Estou lendo a
tese de doutorado de minha professora de História na UNEB, Doutora Nancy Rita
Sento Sé de Assis: Baianos do Honrado Império do Brasil: Honra, Virtude e Poder no Recôncavo
1808-1889[1].
Como o próprio
título sugere, a doutora trabalha a honra, a moral, a virtuosidade e o poder no
Recôncavo da Bahia, entre 1808-1889. No período analisado, o Brasil passou de
colônia, a Reino, e de Reino a Império. A professora demonstra, no decorrer do
trabalho, o que era considerado virtude e honra e como elas defendidas nas
diversas esferas sociais.
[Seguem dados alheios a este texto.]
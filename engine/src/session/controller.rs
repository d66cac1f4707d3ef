use std::sync::Arc;
use std::time::Duration;

use tokio::sync::Mutex;

use super::broadcaster::GameBroadcaster;
use super::update::{GameOverNotification, GameStateUpdate};
use crate::config::EngineConfig;
use crate::game::GameState;
use crate::log;

// Owns the game state and drives the move -> win-check -> notify ->
// delayed-reset cycle. Hosts clone it freely; all clones share one board.
#[derive(Clone)]
pub struct GameController<B: GameBroadcaster> {
    state: Arc<Mutex<GameState>>,
    broadcaster: B,
    reset_delay: Duration,
}

impl<B: GameBroadcaster> GameController<B> {
    pub fn new(broadcaster: B, reset_delay: Duration) -> Self {
        Self {
            state: Arc::new(Mutex::new(GameState::new())),
            broadcaster,
            reset_delay,
        }
    }

    pub fn from_config(config: &EngineConfig, broadcaster: B) -> Self {
        Self::new(broadcaster, Duration::from_secs(config.reset_delay_secs))
    }

    pub async fn apply_move(&self, index: usize) {
        let (update, game_over) = {
            let mut state = self.state.lock().await;
            if !state.apply_move(index) {
                return;
            }

            let update = GameStateUpdate::from_state(&state);
            let game_over = state
                .is_terminal()
                .then(|| GameOverNotification::from_state(&state));
            (update, game_over)
        };

        log!("Cell {} marked {}", index, update.board[index].symbol());
        self.broadcaster.broadcast_state(update.clone()).await;

        if let Some(notification) = game_over {
            log!("Game over: {}", update.status_text);
            self.broadcaster.broadcast_game_over(notification).await;
            self.schedule_reset();
        }
    }

    // One-shot: once scheduled the reset always fires. Moves landing in
    // the delay window are rejected by the terminal status, so the timer
    // never races a board mutation.
    fn schedule_reset(&self) {
        let state = Arc::clone(&self.state);
        let broadcaster = self.broadcaster.clone();
        let delay = self.reset_delay;

        tokio::spawn(async move {
            tokio::time::sleep(delay).await;

            let update = {
                let mut state = state.lock().await;
                state.reset();
                GameStateUpdate::from_state(&state)
            };

            log!("Board reset");
            broadcaster.broadcast_state(update).await;
        });
    }

    pub async fn reset(&self) {
        let update = {
            let mut state = self.state.lock().await;
            state.reset();
            GameStateUpdate::from_state(&state)
        };

        log!("Board reset");
        self.broadcaster.broadcast_state(update).await;
    }

    pub async fn snapshot(&self) -> GameStateUpdate {
        let state = self.state.lock().await;
        GameStateUpdate::from_state(&state)
    }
}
Em um momento discute a virtude feminina, como era trabalhada
e como a honra era protegida e no caso de
sua ofensa,que crimes eram praticados em nome da sua defesa, trazendo
exemplos ocorridos nos período, todos eles comprovados através de documentos
encontrados nos diversos arquivos da Bahia, mui principalmente o Arquivo Público
do Estado. Todavia não é só a honra da mulher que deveria ser preservada e, se
ofendida, vingada. Muitas outras situações ofensivas à honra seja dos poderosos, seja de escravos e pobres são
analisadas e no contexto jurídico, os crimes contra ela praticados(calúnia e
difamação) são estudados através de
processos crimes, demonstrando como os crimes eram punidos. Por outro lado, a
autora imbrica a educação como um elemento que
pode modificar, ao longo do
tempo, a sociedade e, com ela, as próprias
situações que poderiam ser consideradas
como ofensa à honra como a mesma educação influencia comportamentos, mudanças de atitudes,enfim, os
próprios conceitos trabalhados: virtude, honra, poder.
O texto é mesmo
muito interessante, no entanto, deixei-me levar em direção a um dos pontos tratados, a honra e a educação das
mulheres, e o fiz quando deparei-me com
este trecho:
“Trancá-las num
convento para que se conservassem castas, ou quando não mais o fossem, ainda
seria um expediente utilizado, mas... (Educá-las para a sociedade)parece ter
sido a solução encontrada. Aquelas mudanças já eram então admitidas entre os
que conduziam os projetos de uma educação feminina, mas naquelas propostas e
modelos de mulheres, conservar-se-á o mais antigo, correspondendo àquele de virtuosa mãe [que] teve a rara
felicidade de encontrar na sua pessoa os tesouros de Débora, as energias de
Ruth e a ternura de Rachel (...), tipo de verdadeira mulher bíblica, filha extremada, mãe exemplar, mulher forte”
(pg.48)
Voltei no tempo,
e me surpreendi: Voltei aos anos 60, quando eu, com sete ou oito anos fui
interna, já falei disto, mas com a leitura desta tese, tenho obrigação de
retornar ao assunto, para demonstrar os resquícios de uma época colonial em que
o que era perfeito era o que realmente vinha da província, no caso Portugal,
que ditava tudo, as normas da educação, da etiqueta, do machismo, da
inferioridade do gênero feminino. No decorrer do texto podemos observar que, no
que se refere à moralidade, a honradez, as coisas não mudaram muito, desde
àquela época, até a bem pouco tempo atrás, menos de 50 anos atrás, os mesmos
casos pela autora apontados como de ofensa a honra das famílias, das mulheres, continuavam
sendo tratados da mesma maneira.
Por que falo de resquícios?
Porque me lembro perfeitamente como éramos educadas no colégio interno.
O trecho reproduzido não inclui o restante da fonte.